▶ **Exercise directions**: Among the entries, find the lines with the string "FromStr" and report them.

[Collected data entries]

▼

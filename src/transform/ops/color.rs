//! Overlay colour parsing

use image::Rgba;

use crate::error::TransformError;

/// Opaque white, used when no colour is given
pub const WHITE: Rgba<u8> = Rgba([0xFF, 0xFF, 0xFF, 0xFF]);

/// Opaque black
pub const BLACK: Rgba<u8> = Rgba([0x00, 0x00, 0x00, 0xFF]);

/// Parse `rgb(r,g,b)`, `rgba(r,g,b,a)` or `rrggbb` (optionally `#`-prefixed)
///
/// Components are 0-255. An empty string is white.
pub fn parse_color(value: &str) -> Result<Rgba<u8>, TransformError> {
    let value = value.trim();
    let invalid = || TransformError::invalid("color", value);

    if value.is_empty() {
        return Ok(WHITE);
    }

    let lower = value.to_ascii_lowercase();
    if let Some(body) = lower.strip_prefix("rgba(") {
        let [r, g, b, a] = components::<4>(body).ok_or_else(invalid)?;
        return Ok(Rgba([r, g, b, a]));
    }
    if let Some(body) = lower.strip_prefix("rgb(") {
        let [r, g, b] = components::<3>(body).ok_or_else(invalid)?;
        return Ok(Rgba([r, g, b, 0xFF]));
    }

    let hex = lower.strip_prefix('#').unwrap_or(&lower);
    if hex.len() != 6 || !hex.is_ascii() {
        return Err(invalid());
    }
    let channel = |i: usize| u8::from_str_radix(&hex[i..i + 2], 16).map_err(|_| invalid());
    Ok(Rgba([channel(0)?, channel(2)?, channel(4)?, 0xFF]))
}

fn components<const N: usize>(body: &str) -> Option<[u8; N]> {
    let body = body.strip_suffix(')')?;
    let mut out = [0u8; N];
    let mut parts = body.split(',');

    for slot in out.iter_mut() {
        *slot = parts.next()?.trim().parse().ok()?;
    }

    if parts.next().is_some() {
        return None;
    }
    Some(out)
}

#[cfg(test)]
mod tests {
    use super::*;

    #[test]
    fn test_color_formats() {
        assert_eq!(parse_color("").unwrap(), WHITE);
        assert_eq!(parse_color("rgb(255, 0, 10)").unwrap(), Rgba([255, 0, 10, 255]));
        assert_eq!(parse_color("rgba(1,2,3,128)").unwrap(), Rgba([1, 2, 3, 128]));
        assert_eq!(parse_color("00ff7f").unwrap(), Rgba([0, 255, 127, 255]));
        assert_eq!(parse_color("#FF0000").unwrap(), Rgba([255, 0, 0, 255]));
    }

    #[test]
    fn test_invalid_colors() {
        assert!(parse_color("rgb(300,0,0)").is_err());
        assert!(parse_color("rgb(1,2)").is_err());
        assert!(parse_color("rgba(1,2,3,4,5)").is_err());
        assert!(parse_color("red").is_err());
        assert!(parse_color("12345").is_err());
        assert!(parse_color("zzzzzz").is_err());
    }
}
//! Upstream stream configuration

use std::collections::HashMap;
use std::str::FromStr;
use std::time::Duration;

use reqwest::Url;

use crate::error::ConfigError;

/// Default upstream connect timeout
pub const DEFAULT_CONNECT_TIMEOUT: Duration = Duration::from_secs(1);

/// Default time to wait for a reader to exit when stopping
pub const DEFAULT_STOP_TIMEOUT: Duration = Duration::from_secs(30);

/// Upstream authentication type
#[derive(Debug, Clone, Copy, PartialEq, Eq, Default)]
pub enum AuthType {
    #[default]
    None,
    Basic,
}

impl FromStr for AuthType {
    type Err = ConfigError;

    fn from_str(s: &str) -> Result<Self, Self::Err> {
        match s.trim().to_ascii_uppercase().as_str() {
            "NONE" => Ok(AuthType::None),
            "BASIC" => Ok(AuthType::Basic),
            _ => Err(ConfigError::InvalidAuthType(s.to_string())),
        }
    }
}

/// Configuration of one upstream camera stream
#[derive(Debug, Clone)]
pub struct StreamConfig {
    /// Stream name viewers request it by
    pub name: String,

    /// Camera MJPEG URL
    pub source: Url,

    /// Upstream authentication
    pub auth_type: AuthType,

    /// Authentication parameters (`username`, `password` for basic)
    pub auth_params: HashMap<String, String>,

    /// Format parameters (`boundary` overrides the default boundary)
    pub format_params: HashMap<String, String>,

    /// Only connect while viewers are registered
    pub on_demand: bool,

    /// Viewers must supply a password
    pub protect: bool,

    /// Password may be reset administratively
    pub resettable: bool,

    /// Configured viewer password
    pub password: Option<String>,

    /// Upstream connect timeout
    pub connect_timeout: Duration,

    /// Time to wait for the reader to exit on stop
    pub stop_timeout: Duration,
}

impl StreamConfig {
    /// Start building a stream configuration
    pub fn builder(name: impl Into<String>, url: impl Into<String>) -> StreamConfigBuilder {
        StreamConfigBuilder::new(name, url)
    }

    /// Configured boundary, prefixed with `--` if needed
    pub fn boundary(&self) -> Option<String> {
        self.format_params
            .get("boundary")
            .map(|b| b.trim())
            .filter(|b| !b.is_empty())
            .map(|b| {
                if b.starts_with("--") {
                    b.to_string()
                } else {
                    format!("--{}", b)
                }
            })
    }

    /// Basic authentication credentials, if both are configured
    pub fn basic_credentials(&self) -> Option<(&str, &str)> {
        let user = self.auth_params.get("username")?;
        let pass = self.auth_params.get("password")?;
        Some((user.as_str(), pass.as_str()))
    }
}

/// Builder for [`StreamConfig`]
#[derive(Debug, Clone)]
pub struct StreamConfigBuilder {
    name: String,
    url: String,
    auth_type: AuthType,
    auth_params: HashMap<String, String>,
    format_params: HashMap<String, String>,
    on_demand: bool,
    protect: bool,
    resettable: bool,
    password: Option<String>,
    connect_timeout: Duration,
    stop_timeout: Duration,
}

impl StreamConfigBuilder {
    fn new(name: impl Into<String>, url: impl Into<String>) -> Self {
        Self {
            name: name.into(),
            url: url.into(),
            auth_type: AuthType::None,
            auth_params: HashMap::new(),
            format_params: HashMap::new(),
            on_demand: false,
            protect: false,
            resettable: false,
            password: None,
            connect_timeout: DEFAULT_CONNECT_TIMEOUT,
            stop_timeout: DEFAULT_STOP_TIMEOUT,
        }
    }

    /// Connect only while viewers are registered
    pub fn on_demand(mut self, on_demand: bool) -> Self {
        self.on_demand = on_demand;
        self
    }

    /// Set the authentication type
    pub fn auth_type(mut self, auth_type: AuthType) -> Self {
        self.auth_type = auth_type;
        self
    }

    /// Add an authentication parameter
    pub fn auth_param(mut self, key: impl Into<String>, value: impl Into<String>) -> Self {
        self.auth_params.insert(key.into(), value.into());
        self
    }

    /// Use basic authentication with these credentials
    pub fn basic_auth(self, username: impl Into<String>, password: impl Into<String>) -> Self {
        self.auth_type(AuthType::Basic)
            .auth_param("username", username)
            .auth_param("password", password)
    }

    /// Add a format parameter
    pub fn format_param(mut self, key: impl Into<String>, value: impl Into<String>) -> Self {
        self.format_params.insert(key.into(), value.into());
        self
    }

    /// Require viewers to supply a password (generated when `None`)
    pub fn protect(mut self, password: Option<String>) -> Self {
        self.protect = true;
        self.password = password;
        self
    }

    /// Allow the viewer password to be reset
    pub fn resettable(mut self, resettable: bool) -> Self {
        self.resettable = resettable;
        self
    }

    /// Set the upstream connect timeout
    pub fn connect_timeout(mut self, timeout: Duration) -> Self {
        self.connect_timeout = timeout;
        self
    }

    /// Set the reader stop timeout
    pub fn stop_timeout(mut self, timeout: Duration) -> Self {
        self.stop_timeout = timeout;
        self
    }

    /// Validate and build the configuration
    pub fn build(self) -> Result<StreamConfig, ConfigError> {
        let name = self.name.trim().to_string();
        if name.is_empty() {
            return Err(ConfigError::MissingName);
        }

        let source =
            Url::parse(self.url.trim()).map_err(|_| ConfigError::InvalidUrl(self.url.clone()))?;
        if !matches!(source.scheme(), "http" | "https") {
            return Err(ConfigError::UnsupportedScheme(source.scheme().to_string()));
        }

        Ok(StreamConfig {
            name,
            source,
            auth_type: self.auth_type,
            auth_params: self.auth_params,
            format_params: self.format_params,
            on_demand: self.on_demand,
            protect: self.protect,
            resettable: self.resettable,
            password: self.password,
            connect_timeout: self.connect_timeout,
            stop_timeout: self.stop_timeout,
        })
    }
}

▲

▶ **Your solution**:
use std::str::FromStr;
impl FromStr for AuthType {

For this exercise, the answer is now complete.